[GIVEN INFORMATION — start]
//! Game simulation module
//!
//! All gameplay logic lives here. Operations take the `GameState` explicitly
//! and have no rendering or platform dependencies; sounds and celebrations go
//! through the injected `Feedback`.

pub mod input;
pub mod state;
pub mod tick;

pub use input::{
    GameEvent, NameKey, Submission, activate, apply_board, apply_rank, complete_submission,
    edit_name, prepare_submission, restart, toggle_leaderboard,
};
pub use state::{GameState, Particle, Screen};
pub use tick::{ball_speed, is_on_target, tick};
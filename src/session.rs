//! Single-threaded game session
//!
//! Owns the `GameState` and the collaborators, and turns the logical input
//! events into state changes. Work that waits on the store or on sign-in is
//! handed back as a `LocalTask` for the caller to spawn or poll; the screen
//! change it follows has already happened by then.

use std::cell::{Ref, RefCell};
use std::future::Future;
use std::pin::Pin;
use std::rc::Rc;
use std::time::{SystemTime, UNIX_EPOCH};

use crate::feedback::Feedback;
use crate::identity::IdentityProvider;
use crate::leaderboard::{LeaderboardStore, RankRequest, fetch_board, fetch_rank};
use crate::sim::{self, GameEvent, GameState, NameKey};

/// Deferred work completing against the shared state
pub type LocalTask = Pin<Box<dyn Future<Output = ()>>>;

/// Wall-clock milliseconds since the Unix epoch (0 if the clock is before it)
pub fn now_unix_ms() -> u64 {
    SystemTime::now()
        .duration_since(UNIX_EPOCH)
        .map(|duration| duration.as_millis().min(u128::from(u64::MAX)) as u64)
        .unwrap_or(0)
}

pub struct Session<S, I, F> {
    state: Rc<RefCell<GameState>>,
    store: Rc<S>,
    identity: Rc<I>,
    feedback: Rc<F>,
}

impl<S, I, F> Session<S, I, F>
where
    S: LeaderboardStore + 'static,
    I: IdentityProvider + 'static,
    F: Feedback + 'static,
{
    pub fn new(seed: u64, store: S, identity: I, feedback: F) -> Self {
        Self {
            state: Rc::new(RefCell::new(GameState::new(seed))),
            store: Rc::new(store),
            identity: Rc::new(identity),
            feedback: Rc::new(feedback),
        }
    }

    /// Read-only view for rendering
    pub fn state(&self) -> Ref<'_, GameState> {
        self.state.borrow()
    }

    /// Shared handle to the state (adapters and tests)
    pub fn shared_state(&self) -> Rc<RefCell<GameState>> {
        Rc::clone(&self.state)
    }

    pub fn store(&self) -> &S {
        &self.store
    }

    pub fn feedback(&self) -> &F {
        &self.feedback
    }

    /// Resolve the anonymous identity; on failure it stays unset
    pub fn sign_in(&self) -> LocalTask {
        let state = Rc::clone(&self.state);
        let identity = Rc::clone(&self.identity);
        Box::pin(async move {
            match identity.sign_in().await {
                Ok(id) => {
                    let mut state = state.borrow_mut();
                    if state.identity.is_none() {
                        state.identity = Some(id);
                    }
                }
                Err(e) => log::warn!("Sign-in failed, leaderboard submission disabled: {}", e),
            }
        })
    }

    /// Advance one frame
    pub fn tick(&self, dt_ms: f32) {
        sim::tick(&mut self.state.borrow_mut(), dt_ms);
    }

    /// Main press action; a miss also returns the rank lookup to run
    pub fn activate(&self) -> (GameEvent, Option<LocalTask>) {
        let event = sim::activate(&mut self.state.borrow_mut(), &*self.feedback);
        let task = match &event {
            GameEvent::Miss { request, .. } => Some(self.rank_task(request.clone())),
            _ => None,
        };
        (event, task)
    }

    pub fn restart(&self) {
        sim::restart(&mut self.state.borrow_mut());
    }

    pub fn edit_name(&self, key: NameKey) -> bool {
        sim::edit_name(&mut self.state.borrow_mut(), key)
    }

    /// Submit `name` for the finished round; `None` if the submission is not allowed
    pub fn submit_name(&self, name: &str) -> Option<LocalTask> {
        let submission = sim::prepare_submission(&self.state.borrow(), name, now_unix_ms())?;
        let state = Rc::clone(&self.state);
        let store = Rc::clone(&self.store);
        Some(Box::pin(async move {
            match store.write(&submission.key, &submission.entry).await {
                Ok(()) => {
                    sim::complete_submission(&mut state.borrow_mut(), submission.generation);
                }
                Err(e) => log::error!("Failed to submit score {}: {}", submission.entry.score, e),
            }
        }))
    }

    /// Submit whatever has been typed on the name entry screen
    pub fn submit_typed_name(&self) -> Option<LocalTask> {
        let name = self.state.borrow().name.clone();
        self.submit_name(&name)
    }

    /// Flip the leaderboard overlay; showing it also refreshes the board
    pub fn toggle_leaderboard(&self) -> Option<LocalTask> {
        let generation = {
            let mut state = self.state.borrow_mut();
            if !sim::toggle_leaderboard(&mut state) {
                return None;
            }
            state.board_generation
        };
        let state = Rc::clone(&self.state);
        let store = Rc::clone(&self.store);
        Some(Box::pin(async move {
            match fetch_board(&*store).await {
                Ok(board) => {
                    sim::apply_board(&mut state.borrow_mut(), generation, board);
                }
                Err(e) => log::warn!("Failed to load leaderboard: {}", e),
            }
        }))
    }

    fn rank_task(&self, request: RankRequest) -> LocalTask {
        let state = Rc::clone(&self.state);
        let store = Rc::clone(&self.store);
        let feedback = Rc::clone(&self.feedback);
        Box::pin(async move {
            let result = match fetch_rank(&*store, &request).await {
                Ok(result) => result,
                Err(e) => {
                    log::warn!("Rank lookup failed: {}", e);
                    return;
                }
            };
            let applied = sim::apply_rank(&mut state.borrow_mut(), request.generation, result);
            if applied {
                log::info!("Ranked #{} (confetti: {})", result.rank, result.confetti);
                if result.confetti {
                    feedback.celebrate();
                }
            }
        })
    }
}

#[cfg(test)]
mod tests {
    use super::*;
    use crate::feedback::{RecordingFeedback, Signal};
    use crate::identity::{AnonymousIdentity, FailingIdentity};
    use crate::leaderboard::{LeaderboardEntry, MemoryStore};
    use crate::sim::Screen;
    use pollster::block_on;

    type TestSession = Session<MemoryStore, AnonymousIdentity, RecordingFeedback>;

    fn session_with(entries: Vec<LeaderboardEntry>) -> TestSession {
        let session = Session::new(
            11,
            MemoryStore::from_entries(entries),
            AnonymousIdentity::new(1),
            RecordingFeedback::default(),
        );
        block_on(session.sign_in());
        session
    }

    fn finish_round(session: &TestSession, score: u32) -> Option<LocalTask> {
        {
            let mut state = session.state.borrow_mut();
            state.screen = Screen::Playing;
            state.score = score;
            state.ball_angle = state.target_angle + std::f32::consts::PI;
        }
        session.activate().1
    }

    fn stored(name: &str, score: u32, timestamp: u64) -> LeaderboardEntry {
        LeaderboardEntry {
            name: name.into(),
            score,
            timestamp,
            identity: name.to_lowercase(),
        }
    }

    #[test]
    fn test_clock_is_unix_millis() {
        // 2020-01-01T00:00:00Z
        let first = now_unix_ms();
        assert!(first > 1_577_836_800_000);
        assert!(now_unix_ms() >= first);
    }

    #[test]
    fn test_sign_in_sets_identity() {
        let session = session_with(vec![]);
        assert!(session.state().identity.is_some());
    }

    #[test]
    fn test_failed_sign_in_disables_submission() {
        let session = Session::new(
            1,
            MemoryStore::new(),
            FailingIdentity,
            RecordingFeedback::default(),
        );
        block_on(session.sign_in());
        assert!(session.state().identity.is_none());

        session.state.borrow_mut().screen = Screen::NameEntry;
        assert!(session.submit_name("Ann").is_none());
        assert_eq!(session.state().screen, Screen::NameEntry);
    }

    #[test]
    fn test_miss_transitions_before_rank_resolves() {
        let session = session_with(vec![stored("A", 50, 1), stored("B", 80, 2)]);
        let task = finish_round(&session, 60).expect("rank task");

        assert_eq!(session.state().screen, Screen::NameEntry);
        assert_eq!(session.state().rank, None);

        block_on(task);
        assert_eq!(session.state().rank, Some(2));
        assert!(session.state().confetti);
        assert_eq!(
            session.feedback().signals(),
            vec![Signal::Miss, Signal::Celebrate]
        );
    }

    #[test]
    fn test_stale_rank_result_is_dropped() {
        let session = session_with(vec![stored("A", 50, 1)]);
        let first = finish_round(&session, 60).unwrap();
        session.restart();
        let second = finish_round(&session, 3).unwrap();

        block_on(second);
        block_on(first);
        let state = session.state();
        assert_eq!(state.rank, Some(2));
        assert!(!state.confetti);
        assert_eq!(state.score, 3);
    }

    #[test]
    fn test_rank_after_restart_is_ignored() {
        let session = session_with(vec![]);
        let task = finish_round(&session, 20).unwrap();
        session.restart();
        block_on(task);
        assert_eq!(session.state().rank, None);
        assert!(!session.feedback().signals().contains(&Signal::Celebrate));
    }

    #[test]
    fn test_failed_rank_lookup_leaves_fields_unset() {
        let session = session_with(vec![]);
        session.store().set_unavailable(true);
        let task = finish_round(&session, 20).unwrap();
        block_on(task);
        assert_eq!(session.state().rank, None);
        assert!(!session.state().confetti);
        assert_eq!(session.state().screen, Screen::NameEntry);
    }

    #[test]
    fn test_submit_name_writes_and_finishes() {
        let session = session_with(vec![]);
        block_on(finish_round(&session, 15).unwrap());

        for c in "Zed".chars() {
            session.edit_name(NameKey::Char(c));
        }
        let task = session.submit_typed_name().expect("submission");
        assert_eq!(session.state().screen, Screen::NameEntry);
        block_on(task);

        assert_eq!(session.state().screen, Screen::GameOver);
        assert_eq!(session.store().len(), 1);
        let snapshot = block_on(session.store().read_once()).unwrap();
        let entry = snapshot.values().next().unwrap();
        assert_eq!(entry.name, "Zed");
        assert_eq!(entry.score, 15);
        assert_eq!(Some(&entry.identity), session.state().identity.as_ref());
    }

    #[test]
    fn test_blank_name_is_a_no_op() {
        let session = session_with(vec![]);
        block_on(finish_round(&session, 15).unwrap());
        assert!(session.submit_name("   ").is_none());
        assert_eq!(session.state().screen, Screen::NameEntry);
        assert!(session.store().is_empty());
    }

    #[test]
    fn test_late_write_does_not_end_next_round() {
        let session = session_with(vec![]);
        block_on(finish_round(&session, 15).unwrap());
        let earlier = session.submit_name("Old").expect("submission");

        session.restart();
        block_on(finish_round(&session, 20).unwrap());
        assert_eq!(session.state().screen, Screen::NameEntry);

        block_on(earlier);
        let state = session.state();
        assert_eq!(state.screen, Screen::NameEntry);
        assert_eq!(state.score, 20);
        // The write itself still lands
        assert_eq!(session.store().len(), 1);
    }

    #[test]
    fn test_failed_write_keeps_name_entry() {
        let session = session_with(vec![]);
        block_on(finish_round(&session, 15).unwrap());
        session.store().set_unavailable(true);
        block_on(session.submit_name("Ann").unwrap());
        assert_eq!(session.state().screen, Screen::NameEntry);
    }

    #[test]
    fn test_toggle_leaderboard_loads_board() {
        let session = session_with(vec![stored("A", 50, 1), stored("B", 80, 2)]);
        let task = session.toggle_leaderboard().expect("board fetch");
        block_on(task);
        let names: Vec<String> = session.state().board.iter().map(|e| e.name.clone()).collect();
        assert_eq!(names, vec!["B", "A"]);

        assert!(session.toggle_leaderboard().is_none());
        assert!(!session.state().show_leaderboard);
        assert_eq!(session.state().screen, Screen::Instructions);
    }

    #[test]
    fn test_older_board_fetch_does_not_overwrite_newer() {
        let session = session_with(vec![stored("A", 50, 1)]);
        let older = session.toggle_leaderboard().expect("board fetch");
        assert!(session.toggle_leaderboard().is_none());
        let newer = session.toggle_leaderboard().expect("board fetch");
        block_on(newer);

        // The older fetch reads the store after this write
        block_on(session.store().write("2", &stored("B", 80, 2))).unwrap();
        block_on(older);
        let names: Vec<String> = session.state().board.iter().map(|e| e.name.clone()).collect();
        assert_eq!(names, vec!["A"]);
    }
}
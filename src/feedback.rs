//! Sound and celebration triggers
//!
//! The core only fires these; playback and confetti drawing belong to the
//! platform layer, which implements `Feedback`.

use std::cell::RefCell;

use crate::settings::Settings;

/// Feedback signal types
#[derive(Debug, Clone, Copy, PartialEq, Eq)]
pub enum Signal {
    /// Press landed on target
    Hit,
    /// Press missed, round over
    Miss,
    /// Round placed in the top of the leaderboard
    Celebrate,
}

/// Fire-and-forget audio/visual triggers
pub trait Feedback {
    fn play_hit(&self);
    fn play_miss(&self);
    fn celebrate(&self);
}

/// Does nothing
#[derive(Debug, Default, Clone, Copy)]
pub struct SilentFeedback;

impl Feedback for SilentFeedback {
    fn play_hit(&self) {}
    fn play_miss(&self) {}
    fn celebrate(&self) {}
}

/// Reports every signal through the `log` facade (headless runs)
#[derive(Debug, Default, Clone, Copy)]
pub struct LogFeedback;

impl Feedback for LogFeedback {
    fn play_hit(&self) {
        log::debug!("♪ hitmarker");
    }

    fn play_miss(&self) {
        log::info!("♪ miss");
    }

    fn celebrate(&self) {
        log::info!("🎉 confetti!");
    }
}

/// Remembers signals in order, for tests and replays
#[derive(Debug, Default)]
pub struct RecordingFeedback {
    signals: RefCell<Vec<Signal>>,
}

impl RecordingFeedback {
    pub fn signals(&self) -> Vec<Signal> {
        self.signals.borrow().clone()
    }

    fn record(&self, signal: Signal) {
        self.signals.borrow_mut().push(signal);
    }
}

impl Feedback for RecordingFeedback {
    fn play_hit(&self) {
        self.record(Signal::Hit);
    }

    fn play_miss(&self) {
        self.record(Signal::Miss);
    }

    fn celebrate(&self) {
        self.record(Signal::Celebrate);
    }
}

/// Applies player settings in front of another `Feedback`
#[derive(Debug)]
pub struct GatedFeedback<F> {
    inner: F,
    settings: Settings,
}

impl<F: Feedback> GatedFeedback<F> {
    pub fn new(inner: F, settings: Settings) -> Self {
        Self { inner, settings }
    }

    pub fn settings(&self) -> &Settings {
        &self.settings
    }

    pub fn set_settings(&mut self, settings: Settings) {
        self.settings = settings;
    }

    pub fn inner(&self) -> &F {
        &self.inner
    }

    fn sound_on(&self) -> bool {
        self.settings.effective_volume() > 0.0
    }
}

impl<F: Feedback> Feedback for GatedFeedback<F> {
    fn play_hit(&self) {
        if self.sound_on() {
            self.inner.play_hit();
        }
    }

    fn play_miss(&self) {
        if self.sound_on() {
            self.inner.play_miss();
        }
    }

    fn celebrate(&self) {
        if self.settings.effective_confetti() {
            self.inner.celebrate();
        }
    }
}
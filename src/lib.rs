//! Orbit Hit - a one-button ring reflex game
//!
//! Core modules:
//! - `sim`: Game state, per-frame simulation and the screen state machine
//! - `leaderboard`: Rank computation and the score store boundary
//! - `identity`: Anonymous player identity
//! - `feedback`: Sound/celebration triggers
//! - `session`: Single-threaded driver wiring state to collaborators
//! - `settings`: Player preferences

pub mod feedback;
pub mod identity;
pub mod leaderboard;
pub mod session;
pub mod settings;
pub mod sim;

pub use session::{LocalTask, Session, now_unix_ms};
pub use settings::Settings;

use glam::Vec2;

/// Game configuration constants
pub mod consts {
    use glam::Vec2;

    /// Angular speed at score 0 (radians per millisecond)
    pub const START_SPEED: f32 = 0.004;
    /// Asymptotic upper bound on angular speed (radians per millisecond)
    pub const MAX_SPEED: f32 = 0.012;
    /// How quickly speed eases toward `MAX_SPEED` per point scored
    pub const SPEED_EASING: f32 = 0.01;

    /// Ring geometry in the 100x100 game space
    pub const RING_CENTER: Vec2 = Vec2::new(50.0, 50.0);
    pub const RING_RADIUS: f32 = 40.0;

    /// Ball and target visual radius
    pub const BALL_RADIUS: f32 = 5.0;

    /// Particle lifetime in seconds
    pub const PARTICLE_MAX_AGE: f32 = 0.1;
    /// Particles drawn smaller than this are invisible
    pub const MIN_PARTICLE_RADIUS: f32 = 1.0;

    /// Score a round must exceed to enter a name / earn confetti
    pub const QUALIFYING_SCORE: u32 = 10;
    /// Maximum characters in a leaderboard name
    pub const MAX_NAME_LEN: usize = 10;
    /// Size of the celebratory band and the displayed board
    pub const LEADERBOARD_SIZE: usize = 10;

    /// Ball direction at the start of every round
    pub const INITIAL_DIR: i8 = -1;
}

/// Position on the ring for an angle (radians, unbounded)
#[inline]
pub fn angle_to_pos(angle: f32) -> Vec2 {
    consts::RING_CENTER + consts::RING_RADIUS * Vec2::new(angle.cos(), angle.sin())
}

/// Straight-line distance between two points on the ring
#[inline]
pub fn chord_distance(a: f32, b: f32) -> f32 {
    angle_to_pos(a).distance(angle_to_pos(b))
}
[GIVEN INFORMATION — finish]
# [WHAT TO DO]
Starting with the line above that holds "pub fn signals(&self)" and stopping with the line that holds "speed (radians per millisecond)", reproduce each line exactly, omitting all other lines.

# [COMPLETED EXERCISE]
    pub fn signals(&self) -> Vec<Signal> {
        self.signals.borrow().clone()
    }

    fn record(&self, signal: Signal) {
        self.signals.borrow_mut().push(signal);
    }
}

impl Feedback for RecordingFeedback {
    fn play_hit(&self) {
        self.record(Signal::Hit);
    }

    fn play_miss(&self) {
        self.record(Signal::Miss);
    }

    fn celebrate(&self) {
        self.record(Signal::Celebrate);
    }
}

/// Applies player settings in front of another `Feedback`
#[derive(Debug)]
pub struct GatedFeedback<F> {
    inner: F,
    settings: Settings,
}

impl<F: Feedback> GatedFeedback<F> {
    pub fn new(inner: F, settings: Settings) -> Self {
        Self { inner, settings }
    }

    pub fn settings(&self) -> &Settings {
        &self.settings
    }

    pub fn set_settings(&mut self, settings: Settings) {
        self.settings = settings;
    }

    pub fn inner(&self) -> &F {
        &self.inner
    }

    fn sound_on(&self) -> bool {
        self.settings.effective_volume() > 0.0
    }
}

impl<F: Feedback> Feedback for GatedFeedback<F> {
    fn play_hit(&self) {
        if self.sound_on() {
            self.inner.play_hit();
        }
    }

    fn play_miss(&self) {
        if self.sound_on() {
            self.inner.play_miss();
        }
    }

    fn celebrate(&self) {
        if self.settings.effective_confetti() {
            self.inner.celebrate();
        }
    }
}
filename src/lib.rs
//! Orbit Hit - a one-button ring reflex game
//!
//! Core modules:
//! - `sim`: Game state, per-frame simulation and the screen state machine
//! - `leaderboard`: Rank computation and the score store boundary
//! - `identity`: Anonymous player identity
//! - `feedback`: Sound/celebration triggers
//! - `session`: Single-threaded driver wiring state to collaborators
//! - `settings`: Player preferences

pub mod feedback;
pub mod identity;
pub mod leaderboard;
pub mod session;
pub mod settings;
pub mod sim;

pub use session::{LocalTask, Session, now_unix_ms};
pub use settings::Settings;

use glam::Vec2;

/// Game configuration constants
pub mod consts {
    use glam::Vec2;

    /// Angular speed at score 0 (radians per millisecond)
    pub const START_SPEED: f32 = 0.004;
    /// Asymptotic upper bound on angular speed (radians per millisecond)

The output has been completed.